Voters won’t back scrapping Trident nuclear weapons, says Neil Kinnock

© Reuters
Former Labour leader Lord Kinnock has warned current party chief Jeremy Corbyn that the British public will never back the scrapping of the UK’s Trident nuclear deterrent.

The comments by Kinnock, who started out as a unilateralist but switched to back Trident in the 1980s, came after Scottish politicians voted strongly against the renewal of the nuclear submarine program in the Holyrood Parliament on Tuesday.

“What I do know is the British people will not vote for unilateral disarmament. And that reality has to be dealt with,” Kinnock told the Times.

The Scottish parliament’s vote against Trident – strongly backed by the Scottish Nationalist majority Edinburgh government – was also written off by Labour MP Phil Wilson, who is a member of the Defence Select Committee in the Westminster parliament.

“I think it’s wrong that those who are opposed to Trident want to take the moral high ground [and claim] that they are the only ones opposed to nuclear war and nuclear weapons,” Wilson told the Times.

“Unilateral disarmament is not a principle, it’s a tactic. What people have to realize is that you cannot dis-invent nuclear weapons.”

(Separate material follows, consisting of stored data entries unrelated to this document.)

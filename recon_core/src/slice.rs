//! Slice window bookkeeping: what history survives into the next slice.
//!
//! Slices overlap. History older than `remove_before` is dropped, history
//! from the join threshold on is recomputed from the new slice's input.

use crate::{target::TargetReferences, types::TargetId};
use serde::{Deserialize, Serialize};
use std::collections::BTreeMap;
use tracing::debug;

#[derive(Clone, Copy, Debug, PartialEq, Serialize, Deserialize)]
pub struct SliceWindow {
    pub first_slice: bool,
    pub last_slice: bool,
    /// History before this is discarded
    pub remove_before: f64,
    /// Begin of the new data in this slice
    pub slice_begin: f64,
    pub next_slice_begin: f64,
}

impl SliceWindow {
    /// Window of the first slice of a session.
    pub fn first(slice_begin: f64, next_slice_begin: f64) -> Self {
        Self {
            first_slice: true,
            last_slice: false,
            remove_before: slice_begin,
            slice_begin,
            next_slice_begin,
        }
    }

    /// Window of a following slice.
    pub fn next(remove_before: f64, slice_begin: f64, next_slice_begin: f64) -> Self {
        Self {
            first_slice: false,
            last_slice: false,
            remove_before,
            slice_begin,
            next_slice_begin,
        }
    }

    pub fn with_last(mut self, last_slice: bool) -> Self {
        self.last_slice = last_slice;
        self
    }

    /// Boundary between retained history and newly filtered data.
    pub fn join_threshold(&self) -> f64 {
        self.remove_before + (self.slice_begin - self.remove_before) / 2.0
    }
}

/// Outcome of preparing the working sets for a slice.
#[derive(Clone, Copy, Debug, Default, PartialEq, Eq)]
pub struct PurgeSummary {
    /// Targets dropped because they are no longer live
    pub removed_targets: usize,
    /// Updates discarded from the retained history
    pub purged_updates: usize,
}

/// Bring the per-target working sets to the start of `window`.
///
/// On the first slice all history is discarded; otherwise history outside
/// `[remove_before, join_threshold)` is purged and targets not reported live
/// are removed.
pub fn prepare_targets(
    targets: &mut BTreeMap<TargetId, TargetReferences>,
    window: &SliceWindow,
    is_live: impl Fn(TargetId) -> bool,
) -> PurgeSummary {
    let mut summary = PurgeSummary::default();

    if window.first_slice {
        summary.removed_targets = targets.len();
        targets.clear();
        return summary;
    }

    let before = targets.len();
    targets.retain(|id, _| is_live(*id));
    summary.removed_targets = before - targets.len();

    let join = window.join_threshold();
    for refs in targets.values_mut() {
        let n = refs.updates.len();
        refs.purge_history(window.remove_before, join);
        summary.purged_updates += n - refs.updates.len();
        refs.reset_slice_data();
    }

    debug!(
        remove_before = window.remove_before,
        join_threshold = join,
        removed_targets = summary.removed_targets,
        purged_updates = summary.purged_updates,
        "prepared slice"
    );
    summary
}

#[cfg(test)]
mod tests {
    use super::*;
    use crate::types::{KalmanUpdate, StateCov, StateVec};

    fn refs_with_updates(id: u32, times: &[f64]) -> TargetReferences {
        let mut refs = TargetReferences::new(TargetId(id));
        refs.updates = times
            .iter()
            .map(|&t| KalmanUpdate::new(t, StateVec::zeros(), StateCov::identity()))
            .collect();
        refs
    }

    #[test]
    fn join_threshold_is_midpoint() {
        let w = SliceWindow::next(100.0, 200.0, 300.0);
        assert_eq!(w.join_threshold(), 150.0);
        assert_eq!(SliceWindow::first(0.0, 60.0).join_threshold(), 0.0);
    }

    #[test]
    fn first_slice_discards_everything() {
        let mut targets = BTreeMap::new();
        targets.insert(TargetId(1), refs_with_updates(1, &[1.0, 2.0]));
        let summary = prepare_targets(&mut targets, &SliceWindow::first(0.0, 10.0), |_| true);
        assert!(targets.is_empty());
        assert_eq!(summary.removed_targets, 1);
    }

    #[test]
    fn purges_outside_window_and_dead_targets() {
        let mut targets = BTreeMap::new();
        targets.insert(TargetId(1), refs_with_updates(1, &[5.0, 10.0, 14.0, 15.0, 18.0]));
        targets.insert(TargetId(2), refs_with_updates(2, &[12.0]));
        targets.get_mut(&TargetId(1)).unwrap().counts.num_updates = 4;

        let window = SliceWindow::next(10.0, 20.0, 30.0);
        let summary = prepare_targets(&mut targets, &window, |id| id == TargetId(1));

        assert_eq!(summary.removed_targets, 1);
        assert_eq!(summary.purged_updates, 3);
        let refs = &targets[&TargetId(1)];
        let times: Vec<f64> = refs.updates.iter().map(|u| u.t).collect();
        assert_eq!(times, vec![10.0, 14.0]);
        assert_eq!(refs.counts.num_updates, 0);
    }

    #[test]
    fn missing_targets_are_not_an_error() {
        let mut targets = BTreeMap::new();
        let summary = prepare_targets(&mut targets, &SliceWindow::next(0.0, 10.0, 20.0), |_| false);
        assert_eq!(summary, PurgeSummary::default());
    }
}
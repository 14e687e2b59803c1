//! Default measurement uncertainties.
//!
//! Used whenever a measurement does not carry its own accuracy for a
//! component (e.g. a system track without velocity standard deviations).

use serde::{Deserialize, Serialize};

/// Variances assumed for measurement components lacking an accuracy.
#[derive(Clone, Debug, PartialEq, Serialize, Deserialize)]
#[serde(default)]
pub struct Uncertainty {
    /// Position variance per axis (m²)
    pub pos_var: f64,
    /// Velocity variance per axis (m²/s²)
    pub speed_var: f64,
    /// Acceleration variance per axis (m²/s⁴)
    pub acc_var: f64,
}

impl Default for Uncertainty {
    fn default() -> Self {
        Self {
            pos_var: 100.0,   // 10 m
            speed_var: 100.0, // 10 m/s
            acc_var: 100.0,   // 10 m/s²
        }
    }
}

impl Uncertainty {
    /// True if every variance is finite and strictly positive.
    pub fn is_valid(&self) -> bool {
        [self.pos_var, self.speed_var, self.acc_var]
            .iter()
            .all(|v| v.is_finite() && *v > 0.0)
    }
}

“This country will not accept unilateral nuclear disarmament. In the world we live in now, it would be wrong to decommission our nuclear deterrent.”

At the Scottish Labour conference on Sunday, a large majority – some 70 percent – of delegates voted to scrap the Trident system, with rank-and-file party members and most trade unions affiliated with the party supporting the move.

The delegates adopted a motion opposing Trident’s renewal, which described nuclear weapons as “a mortal threat to humanity’s survival” and “massively expensive.” They also stressed that renewal could provoke nuclear proliferation.

This result puts the Scottish party at loggerheads with most Labour MPs in Westminster, who have backed the renewal of the UK’s nuclear weapons program, but in line with Corbyn’s rank-and-file Labour supporters, who back his policy voiced during the leadership election of scrapping Britain’s nuclear deterrent.